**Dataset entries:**
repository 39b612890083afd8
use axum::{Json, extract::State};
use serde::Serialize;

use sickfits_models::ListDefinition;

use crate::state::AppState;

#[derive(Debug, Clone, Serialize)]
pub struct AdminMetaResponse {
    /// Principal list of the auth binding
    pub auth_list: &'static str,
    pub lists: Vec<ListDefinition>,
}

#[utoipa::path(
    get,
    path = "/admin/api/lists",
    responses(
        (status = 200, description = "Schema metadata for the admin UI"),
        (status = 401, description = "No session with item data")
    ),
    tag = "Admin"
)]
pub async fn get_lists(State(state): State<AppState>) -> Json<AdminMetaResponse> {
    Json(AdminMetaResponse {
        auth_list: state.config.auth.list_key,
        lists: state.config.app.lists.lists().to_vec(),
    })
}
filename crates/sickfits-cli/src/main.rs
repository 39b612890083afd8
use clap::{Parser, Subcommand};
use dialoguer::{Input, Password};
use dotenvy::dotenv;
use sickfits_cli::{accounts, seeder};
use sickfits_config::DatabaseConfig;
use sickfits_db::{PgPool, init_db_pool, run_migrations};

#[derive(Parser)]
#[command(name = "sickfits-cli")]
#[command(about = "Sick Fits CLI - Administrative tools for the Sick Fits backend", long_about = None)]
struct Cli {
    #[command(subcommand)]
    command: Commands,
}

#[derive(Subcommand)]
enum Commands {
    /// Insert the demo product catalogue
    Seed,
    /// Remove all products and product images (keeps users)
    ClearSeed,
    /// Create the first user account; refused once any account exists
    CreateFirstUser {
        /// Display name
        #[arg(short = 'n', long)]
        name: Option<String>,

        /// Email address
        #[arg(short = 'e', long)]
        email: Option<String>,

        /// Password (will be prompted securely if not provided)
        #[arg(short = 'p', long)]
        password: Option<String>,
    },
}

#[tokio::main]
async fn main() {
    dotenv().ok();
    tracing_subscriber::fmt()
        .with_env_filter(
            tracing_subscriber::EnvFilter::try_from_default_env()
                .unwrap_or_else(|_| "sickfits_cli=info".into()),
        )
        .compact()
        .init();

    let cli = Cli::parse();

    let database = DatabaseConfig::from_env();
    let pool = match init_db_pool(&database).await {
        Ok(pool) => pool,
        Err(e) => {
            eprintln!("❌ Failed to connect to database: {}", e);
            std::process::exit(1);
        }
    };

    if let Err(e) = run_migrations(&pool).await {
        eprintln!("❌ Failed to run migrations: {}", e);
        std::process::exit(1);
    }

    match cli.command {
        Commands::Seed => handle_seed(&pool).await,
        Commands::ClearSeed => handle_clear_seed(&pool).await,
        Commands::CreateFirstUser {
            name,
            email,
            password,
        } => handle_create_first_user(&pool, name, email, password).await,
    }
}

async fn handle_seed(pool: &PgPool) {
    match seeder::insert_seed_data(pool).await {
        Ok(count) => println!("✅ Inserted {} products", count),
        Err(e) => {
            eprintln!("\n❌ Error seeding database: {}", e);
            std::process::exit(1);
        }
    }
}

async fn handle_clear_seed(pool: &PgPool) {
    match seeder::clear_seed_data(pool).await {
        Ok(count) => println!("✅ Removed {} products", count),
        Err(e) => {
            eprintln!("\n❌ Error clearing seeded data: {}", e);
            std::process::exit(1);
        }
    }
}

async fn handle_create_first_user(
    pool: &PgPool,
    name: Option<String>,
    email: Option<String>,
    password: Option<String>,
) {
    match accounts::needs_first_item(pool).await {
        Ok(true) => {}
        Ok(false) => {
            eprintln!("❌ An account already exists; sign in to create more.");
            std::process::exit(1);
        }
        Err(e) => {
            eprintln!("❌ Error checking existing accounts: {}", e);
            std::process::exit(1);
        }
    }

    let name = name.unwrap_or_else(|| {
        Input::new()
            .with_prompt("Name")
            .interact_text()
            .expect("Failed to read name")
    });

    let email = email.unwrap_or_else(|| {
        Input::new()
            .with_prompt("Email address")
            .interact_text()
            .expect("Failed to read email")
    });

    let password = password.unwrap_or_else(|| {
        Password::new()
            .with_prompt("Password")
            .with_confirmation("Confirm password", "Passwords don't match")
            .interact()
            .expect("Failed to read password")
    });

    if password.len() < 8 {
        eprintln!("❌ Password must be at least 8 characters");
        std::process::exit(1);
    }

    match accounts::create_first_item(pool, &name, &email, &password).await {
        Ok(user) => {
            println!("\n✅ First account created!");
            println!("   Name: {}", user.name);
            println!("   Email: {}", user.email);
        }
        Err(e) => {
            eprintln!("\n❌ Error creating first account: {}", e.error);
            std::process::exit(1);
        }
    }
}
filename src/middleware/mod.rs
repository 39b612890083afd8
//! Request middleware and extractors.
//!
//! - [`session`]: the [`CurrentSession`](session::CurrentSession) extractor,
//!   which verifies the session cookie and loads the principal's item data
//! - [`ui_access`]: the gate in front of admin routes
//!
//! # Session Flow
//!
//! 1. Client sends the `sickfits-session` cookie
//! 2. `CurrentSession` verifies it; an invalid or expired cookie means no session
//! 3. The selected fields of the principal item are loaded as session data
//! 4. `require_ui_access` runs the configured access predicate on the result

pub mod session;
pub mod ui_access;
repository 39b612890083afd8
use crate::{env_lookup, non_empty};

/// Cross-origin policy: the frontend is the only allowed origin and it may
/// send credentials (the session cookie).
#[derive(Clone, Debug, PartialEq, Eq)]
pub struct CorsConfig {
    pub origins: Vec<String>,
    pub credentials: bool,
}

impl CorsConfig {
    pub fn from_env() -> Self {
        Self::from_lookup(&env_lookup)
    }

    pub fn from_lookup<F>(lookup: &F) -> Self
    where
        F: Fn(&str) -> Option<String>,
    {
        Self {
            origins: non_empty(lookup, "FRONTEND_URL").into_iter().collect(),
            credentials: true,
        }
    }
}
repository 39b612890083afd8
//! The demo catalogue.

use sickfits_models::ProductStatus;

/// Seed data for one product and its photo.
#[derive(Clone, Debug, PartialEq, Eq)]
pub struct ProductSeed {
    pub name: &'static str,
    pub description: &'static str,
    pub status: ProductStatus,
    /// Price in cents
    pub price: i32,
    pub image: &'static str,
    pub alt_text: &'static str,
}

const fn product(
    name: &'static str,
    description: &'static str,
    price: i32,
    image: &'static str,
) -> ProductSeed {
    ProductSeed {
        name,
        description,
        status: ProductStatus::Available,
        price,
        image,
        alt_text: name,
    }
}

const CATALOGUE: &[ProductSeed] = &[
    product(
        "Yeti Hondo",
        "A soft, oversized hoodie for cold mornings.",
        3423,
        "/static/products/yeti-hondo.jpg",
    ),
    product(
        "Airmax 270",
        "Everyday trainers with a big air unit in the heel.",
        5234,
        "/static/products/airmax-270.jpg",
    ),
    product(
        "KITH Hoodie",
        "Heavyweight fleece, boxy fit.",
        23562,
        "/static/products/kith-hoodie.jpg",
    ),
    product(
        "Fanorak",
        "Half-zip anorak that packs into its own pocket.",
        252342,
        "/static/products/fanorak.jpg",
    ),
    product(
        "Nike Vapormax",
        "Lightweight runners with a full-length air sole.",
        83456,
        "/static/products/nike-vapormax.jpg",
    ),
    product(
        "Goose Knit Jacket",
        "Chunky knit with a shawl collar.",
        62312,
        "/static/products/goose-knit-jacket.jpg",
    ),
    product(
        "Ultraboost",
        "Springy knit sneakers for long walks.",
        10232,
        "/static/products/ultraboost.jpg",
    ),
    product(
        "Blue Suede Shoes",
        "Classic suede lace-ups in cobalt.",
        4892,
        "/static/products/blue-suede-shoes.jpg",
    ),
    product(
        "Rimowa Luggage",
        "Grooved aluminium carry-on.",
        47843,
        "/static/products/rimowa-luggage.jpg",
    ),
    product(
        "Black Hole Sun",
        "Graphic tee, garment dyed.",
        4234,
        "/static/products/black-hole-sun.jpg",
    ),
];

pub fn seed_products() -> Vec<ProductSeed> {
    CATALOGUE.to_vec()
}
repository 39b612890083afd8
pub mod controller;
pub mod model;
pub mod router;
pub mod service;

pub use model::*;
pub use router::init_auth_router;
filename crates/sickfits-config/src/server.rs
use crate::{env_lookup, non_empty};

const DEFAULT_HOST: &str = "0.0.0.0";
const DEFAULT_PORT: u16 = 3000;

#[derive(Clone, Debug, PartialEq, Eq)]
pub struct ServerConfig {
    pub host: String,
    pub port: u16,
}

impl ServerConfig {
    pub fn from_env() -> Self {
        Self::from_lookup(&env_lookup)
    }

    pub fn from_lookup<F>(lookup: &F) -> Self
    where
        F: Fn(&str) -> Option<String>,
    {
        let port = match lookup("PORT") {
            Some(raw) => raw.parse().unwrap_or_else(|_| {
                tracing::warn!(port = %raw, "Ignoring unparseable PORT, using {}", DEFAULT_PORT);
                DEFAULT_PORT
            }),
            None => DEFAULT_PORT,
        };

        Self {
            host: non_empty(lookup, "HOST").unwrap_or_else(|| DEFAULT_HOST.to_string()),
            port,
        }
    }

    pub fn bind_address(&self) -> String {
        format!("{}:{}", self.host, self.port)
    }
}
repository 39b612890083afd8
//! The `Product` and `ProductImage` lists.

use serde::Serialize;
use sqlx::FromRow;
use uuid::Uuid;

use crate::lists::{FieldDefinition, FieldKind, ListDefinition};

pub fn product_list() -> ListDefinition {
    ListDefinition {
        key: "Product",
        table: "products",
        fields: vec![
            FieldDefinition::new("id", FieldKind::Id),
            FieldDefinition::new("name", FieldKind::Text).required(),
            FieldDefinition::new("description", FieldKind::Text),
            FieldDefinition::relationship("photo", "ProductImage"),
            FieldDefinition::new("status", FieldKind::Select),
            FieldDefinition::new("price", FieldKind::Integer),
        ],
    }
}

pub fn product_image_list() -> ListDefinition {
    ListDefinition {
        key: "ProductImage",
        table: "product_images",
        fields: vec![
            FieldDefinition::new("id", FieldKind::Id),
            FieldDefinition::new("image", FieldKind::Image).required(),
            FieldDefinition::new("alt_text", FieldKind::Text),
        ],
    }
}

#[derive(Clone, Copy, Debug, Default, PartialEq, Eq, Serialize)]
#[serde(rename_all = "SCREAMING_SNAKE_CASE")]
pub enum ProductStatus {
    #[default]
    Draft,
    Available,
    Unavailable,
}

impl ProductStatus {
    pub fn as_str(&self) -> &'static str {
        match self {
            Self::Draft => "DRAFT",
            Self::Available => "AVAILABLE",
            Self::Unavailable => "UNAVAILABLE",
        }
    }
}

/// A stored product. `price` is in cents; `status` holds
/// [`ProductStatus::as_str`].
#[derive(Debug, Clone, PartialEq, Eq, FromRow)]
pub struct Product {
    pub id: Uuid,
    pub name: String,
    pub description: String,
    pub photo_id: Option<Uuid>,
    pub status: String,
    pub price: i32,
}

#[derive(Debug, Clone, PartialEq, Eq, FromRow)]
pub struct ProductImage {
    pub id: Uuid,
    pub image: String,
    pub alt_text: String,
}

**Your task:** Gather and copy every line of the data in which the string "async" is found.

**Answer for this exercise:**
pub async fn get_lists(State(state): State<AppState>) -> Json<AdminMetaResponse> {
async fn main() {
async fn handle_seed(pool: &PgPool) {
async fn handle_clear_seed(pool: &PgPool) {
async fn handle_create_first_user(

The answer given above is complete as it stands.